Dentro deste recorte particular, García busca uma abordagem mais humana e menos religiosa para tratar da fé em seu sentido mais abrangente. Não faltam elementos e debates que remetem aos dogmas do cristianismo – fala-se de poderes divinos, de pecado, da figura de Deus vista pelo Diabo como alguém egocêntrico e deslumbrado com a beleza da própria criação, etc. – mas estes servem como complemento a um tema central com o qual o público pode facilmente se identificar, independente de crenças: a relação entre pais e filhos. O dilema da família – o pai desejando que o filho siga seus passos e continue vivendo no deserto, enquanto o garoto sonha em seguir para Jerusalém e construir seu próprio destino – encontra um claro paralelo na dinâmica entre Jesus e Deus. Assim como o personagem de Sheridan nutre respeito indelével pelo de Hinds, mas não concorda plenamente com suas atitudes, Jesus também se questiona sobre a vontade divina. A sensação de distanciamento em relação a seu Criador – que pode ser notada quando pergunta ao Diabo se Deus tem um rosto – gera uma conexão com o garoto que o leva a buscar solucionar os problemas da família da melhor maneira para todas as partes. McGregor assume com extrema competência o papel duplo, conseguindo transmitir a pureza e benevolência como Jesus e a malícia como o Diabo. Contando apenas com poucos detalhes de caracterização visual, o ator se vale da entonação da voz e de pequenos gestos – o momento em que Jesus acalenta a mãe enferma, as risadas sarcásticas do Diabo – para diferenciar estas figuras opostas.
A faceta irônica da encarnação diabólica acompanha alguns outros toques de humor que surgem com mais frequência do que se poderia esperar. Percebe-se uma tentativa de imprimir uma informalidade ao discurso, abrandando a natureza declamatória dos textos bíblicos. Em determinada cena, o próprio Jesus questiona suas escolhas no uso das palavras, concluindo que as respostas devem vir através de ações e não de frases prontas e lugares-comuns. A intenção de evitar a grandiosidade e o rigor que geralmente acompanham este tipo de história é extremamente válida, mas Últimos Dias no Deserto acaba ficando num meio-termo e a ponderação excessiva do protagonista termina refletida no tom geral do filme. Exceção feita a um acontecimento mais impactante, já próximo ao desfecho, os conflitos apresentados –mesmo os pessoais de Jesus – carecem de um maior peso dramático. Há uma aura contemplativa que envolve a trama, denotando uma procura por epifanias poéticas. Porém, as metáforas e simbolismos propostos por García – nos pesadelos de Jesus sendo perseguido por lobos ou se afogando, no encontro com a “velha/serpente” – parecem soltos, sem propósito definido, abrindo espaço para tantas interpretações, que seus significados se perdem. Em seu isolamento, Jesus busca respostas, mas na maioria das vezes recebe em troca apenas o silêncio da vastidão desértica, algo que se estende ao público. Esta indefinição é perceptível também na conclusão do longa, quando o cineasta realiza dois saltos temporais que soam deslocados. A intenção parece ser a de dar continuidade à temática do vínculo entre pais e filhos, mas, novamente, sem o peso necessário.

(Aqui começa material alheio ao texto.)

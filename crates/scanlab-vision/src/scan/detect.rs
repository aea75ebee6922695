// SPDX-License-Identifier: PMPL-1.0-or-later
// Copyright (c) 2026 Jonathan D.A. Jewell (hyperpolymath) <jonathan.jewell@open.ac.uk>
//
// Document outline detection — finds the largest four-cornered contour in an
// edge map and reduces it to an unordered quad.

use image::GrayImage;
use imageproc::contours::{Contour, find_contours};
use imageproc::geometry::{approximate_polygon_dp, arc_length};
use imageproc::point::Point;
use scanlab_core::geometry::{Point2D, UnorderedQuad};
use tracing::{debug, instrument, warn};

/// Find the document outline in a binary edge map.
///
/// Contours are ranked by enclosed area and the largest `max_candidates` are
/// approximated as closed polygons with a Douglas–Peucker tolerance of
/// `epsilon_ratio` times their perimeter. The first approximation with
/// exactly four vertices is taken to be the page.
///
/// Returns `None` when no candidate reduces to four points.
#[instrument(skip(edged), fields(width = edged.width(), height = edged.height()))]
pub fn find_document_quad(
    edged: &GrayImage,
    max_candidates: usize,
    epsilon_ratio: f64,
) -> Option<UnorderedQuad> {
    let contours: Vec<Contour<i32>> = find_contours(edged);
    debug!(contour_count = contours.len(), "Contours found");

    let mut ranked: Vec<(f64, &[Point<i32>])> = contours
        .iter()
        .filter(|c| c.points.len() >= 4)
        .map(|c| (polygon_area(&c.points), c.points.as_slice()))
        .collect();
    ranked.sort_by(|a, b| b.0.total_cmp(&a.0));

    for (rank, (area, points)) in ranked.into_iter().take(max_candidates).enumerate() {
        let perimeter = arc_length(points, true);
        let epsilon = epsilon_ratio * perimeter;
        if !(epsilon > 0.0) {
            continue;
        }

        let approx = approximate_closed_polygon(points, epsilon);
        debug!(rank, area, perimeter, vertices = approx.len(), "Candidate approximated");

        if approx.len() == 4 {
            let corners: Vec<Point2D> = approx
                .iter()
                .map(|p| Point2D::new(p.x as f32, p.y as f32))
                .collect();
            return UnorderedQuad::from_points(&corners).ok();
        }
    }

    warn!(max_candidates, "No four-point contour among the largest candidates");
    None
}

/// Douglas–Peucker on a closed curve.
///
/// The curve is cut at its top-left-most point and at the point farthest
/// from it. Each half is simplified as an open chain and the halves are
/// joined, so the result has no repeated closing vertex.
pub(crate) fn approximate_closed_polygon(points: &[Point<i32>], epsilon: f64) -> Vec<Point<i32>> {
    let Some(start) = (0..points.len()).min_by_key(|&i| points[i].x + points[i].y) else {
        return Vec::new();
    };

    let rotated: Vec<Point<i32>> = points[start..]
        .iter()
        .chain(points[..start].iter())
        .copied()
        .collect();

    let origin = rotated[0];
    let squared_distance = |p: &Point<i32>| {
        let dx = (p.x - origin.x) as i64;
        let dy = (p.y - origin.y) as i64;
        dx * dx + dy * dy
    };
    let (far, far_distance) = rotated
        .iter()
        .enumerate()
        .map(|(i, p)| (i, squared_distance(p)))
        .fold((0, 0), |best, cur| if cur.1 > best.1 { cur } else { best });
    if far_distance == 0 {
        // Every point coincides with the origin.
        return vec![origin];
    }

    let mut polygon = approximate_polygon_dp(&rotated[..=far], epsilon, false);

    let mut closing: Vec<Point<i32>> = rotated[far..].to_vec();
    closing.push(origin);
    let second = approximate_polygon_dp(&closing, epsilon, false);

    // Drop the shared far vertex, then the repeated origin.
    polygon.pop();
    polygon.extend(second);
    polygon.pop();
    polygon
}

/// Area enclosed by a closed polygon (shoelace formula).
fn polygon_area(points: &[Point<i32>]) -> f64 {
    let n = points.len();
    let mut twice_area = 0i64;
    for i in 0..n {
        let j = (i + 1) % n;
        twice_area += points[i].x as i64 * points[j].y as i64;
        twice_area -= points[j].x as i64 * points[i].y as i64;
    }
    twice_area.abs() as f64 / 2.0
}
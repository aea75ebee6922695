// SPDX-License-Identifier: PMPL-1.0-or-later
// Copyright (c) 2026 Jonathan D.A. Jewell (hyperpolymath) <jonathan.jewell@open.ac.uk>
//
// Four-point rectification geometry — corner ordering, output canvas sizing,
// and the source→destination correspondence handed to a homography solver.
//
// Everything here is pure arithmetic on point values. Pixel work (solving the
// homography and resampling) lives in `scanlab-vision::scan::rectify`.

use std::cmp::Ordering;

use serde::{Deserialize, Serialize};
use tracing::debug;

use crate::error::{Result, ScanlabError};

/// A 2-D point with real-valued coordinates.
#[derive(Debug, Clone, Copy, PartialEq, Default, Serialize, Deserialize)]
pub struct Point2D {
    pub x: f32,
    pub y: f32,
}

impl Point2D {
    pub const fn new(x: f32, y: f32) -> Self {
        Self { x, y }
    }

    /// Euclidean distance to `other`.
    pub fn distance(&self, other: &Point2D) -> f32 {
        (self.x - other.x).hypot(self.y - other.y)
    }

    /// Multiply both coordinates by `ratio`.
    pub fn scale(&self, ratio: f32) -> Self {
        Self::new(self.x * ratio, self.y * ratio)
    }
}

impl From<(f32, f32)> for Point2D {
    fn from((x, y): (f32, f32)) -> Self {
        Self::new(x, y)
    }
}

impl From<Point2D> for (f32, f32) {
    fn from(p: Point2D) -> Self {
        (p.x, p.y)
    }
}

/// Exactly four points with no implied order, typically the output of a
/// contour-approximation step.
#[derive(Debug, Clone, Copy, PartialEq, Serialize, Deserialize)]
pub struct UnorderedQuad(pub [Point2D; 4]);

impl UnorderedQuad {
    pub fn new(points: [Point2D; 4]) -> Self {
        Self(points)
    }

    /// Build a quad from a slice, rejecting anything other than four points.
    pub fn from_points(points: &[Point2D]) -> Result<Self> {
        let array: [Point2D; 4] = points.try_into().map_err(|_| {
            ScanlabError::InvalidArgument(format!(
                "a quadrilateral needs exactly 4 points, got {}",
                points.len()
            ))
        })?;
        Ok(Self(array))
    }

    pub fn points(&self) -> &[Point2D; 4] {
        &self.0
    }

    /// Scale every coordinate by `ratio` (preview → full-resolution).
    pub fn scaled(&self, ratio: f32) -> Self {
        Self(self.0.map(|p| p.scale(ratio)))
    }
}

/// Four points in fixed semantic roles.
///
/// The points should be distinct and not collinear for the downstream
/// homography to be well defined. Nothing here checks that.
#[derive(Debug, Clone, Copy, PartialEq, Serialize, Deserialize)]
pub struct OrderedQuad {
    pub top_left: Point2D,
    pub top_right: Point2D,
    pub bottom_right: Point2D,
    pub bottom_left: Point2D,
}

impl OrderedQuad {
    /// Points in top-left, top-right, bottom-right, bottom-left order.
    pub fn as_array(&self) -> [Point2D; 4] {
        [
            self.top_left,
            self.top_right,
            self.bottom_right,
            self.bottom_left,
        ]
    }
}

/// Output rectangle size in whole pixels.
#[derive(Debug, Clone, Copy, PartialEq, Eq, Serialize, Deserialize)]
pub struct Canvas {
    pub width: u32,
    pub height: u32,
}

impl Canvas {
    /// True when either side is 0 or 1 pixel, as happens when the corners
    /// collapse onto each other.
    pub fn is_degenerate(&self) -> bool {
        self.width <= 1 || self.height <= 1
    }
}

/// Four source points paired with four destination points, both in
/// top-left, top-right, bottom-right, bottom-left order.
#[derive(Debug, Clone, Copy, PartialEq, Serialize, Deserialize)]
pub struct Correspondence {
    pub source: [Point2D; 4],
    pub destination: [Point2D; 4],
}

impl Correspondence {
    /// Source and destination as plain tuples, the shape homography solvers take.
    pub fn control_points(&self) -> ([(f32, f32); 4], [(f32, f32); 4]) {
        (
            self.source.map(Into::into),
            self.destination.map(Into::into),
        )
    }
}

fn cmp_f32(a: f32, b: f32) -> Ordering {
    a.total_cmp(&b)
}

/// Assign top-left, top-right, bottom-right, and bottom-left roles to four
/// unordered points.
///
/// 1. Sort by x (ties broken by y).
/// 2. Top-left is the smaller-y point of the two left-most.
/// 3. Bottom-left is the largest-y point of *all four*, not just the two
///    left-most. On a tilted quad whose lowest point is on the right, this
///    makes bottom-left coincide with bottom-right.
/// 4. Of the two right-most, the one nearer top-left is top-right and the
///    farther is bottom-right.
///
/// Ties go to the earliest point in x-sorted order. Degenerate input never
/// fails; the result may just be geometrically meaningless.
pub fn order_points(quad: &UnorderedQuad) -> OrderedQuad {
    let mut x_sorted = quad.0;
    x_sorted.sort_by(|a, b| cmp_f32(a.x, b.x).then_with(|| cmp_f32(a.y, b.y)));

    let (left_most, right_most) = x_sorted.split_at(2);

    let top_left = if cmp_f32(left_most[1].y, left_most[0].y) == Ordering::Less {
        left_most[1]
    } else {
        left_most[0]
    };

    let bottom_left = x_sorted
        .iter()
        .copied()
        .reduce(|best, p| if cmp_f32(p.y, best.y) == Ordering::Greater { p } else { best })
        .unwrap_or(x_sorted[0]);

    let (top_right, bottom_right) = if cmp_f32(
        top_left.distance(&right_most[1]),
        top_left.distance(&right_most[0]),
    ) == Ordering::Less
    {
        (right_most[1], right_most[0])
    } else {
        (right_most[0], right_most[1])
    };

    OrderedQuad {
        top_left,
        top_right,
        bottom_right,
        bottom_left,
    }
}

/// Size the output canvas from the ordered corners and build the
/// correspondence onto its corners.
///
/// Width is the longer of the top and bottom edges and height the longer of
/// the left and right edges, each truncated to whole pixels. Destination
/// points sit at `(0,0)`, `(w-1,0)`, `(w-1,h-1)`, `(0,h-1)`. No minimum
/// size is enforced: callers check [`Canvas::is_degenerate`].
pub fn compute_canvas(ordered: &OrderedQuad) -> (Canvas, Correspondence) {
    let OrderedQuad {
        top_left: tl,
        top_right: tr,
        bottom_right: br,
        bottom_left: bl,
    } = *ordered;

    let width_a = bl.distance(&br);
    let width_b = tl.distance(&tr);
    let width = (width_a as u32).max(width_b as u32);

    let height_a = tr.distance(&br);
    let height_b = tl.distance(&bl);
    let height = (height_a as u32).max(height_b as u32);

    // Kept in float so a zero-size canvas yields -1 instead of wrapping.
    let right = width as f32 - 1.0;
    let bottom = height as f32 - 1.0;

    let canvas = Canvas { width, height };
    debug!(
        width,
        height,
        width_a,
        width_b,
        height_a,
        height_b,
        "Canvas computed"
    );

    let correspondence = Correspondence {
        source: ordered.as_array(),
        destination: [
            Point2D::new(0.0, 0.0),
            Point2D::new(right, 0.0),
            Point2D::new(right, bottom),
            Point2D::new(0.0, bottom),
        ],
    };

    (canvas, correspondence)
}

Existem qualidades no trabalho de García, especialmente na condução do elenco. Além de McGregor, Hinds, Sheridan e Zurer apresentam ótimas atuações. Toda a parte técnica também chama a atenção, como a trilha sonora minimalista de Danny Bensi e Saunder Jurriaans, e a bela fotografia de Emmanuel Lubezki. Trabalhando apenas com iluminação natural, o mexicano transforma o deserto da Califórnia em deslumbrantes paisagens do oriente, desta vez sem que seu virtuosismo chame demais a atenção para si – como em O Regresso (2015), por exemplo. Contando com estas importantes ferramentas, García foge tanto da via polêmica, de títulos como A Paixão de Cristo (2004), quanto da via carola (ou da parcialidade) de tantas produções cristãs voltadas exclusivamente a este público, encontrando um direcionamento digno, que proporciona espaço para a reflexão, mas que não chega a ter a força que poderia.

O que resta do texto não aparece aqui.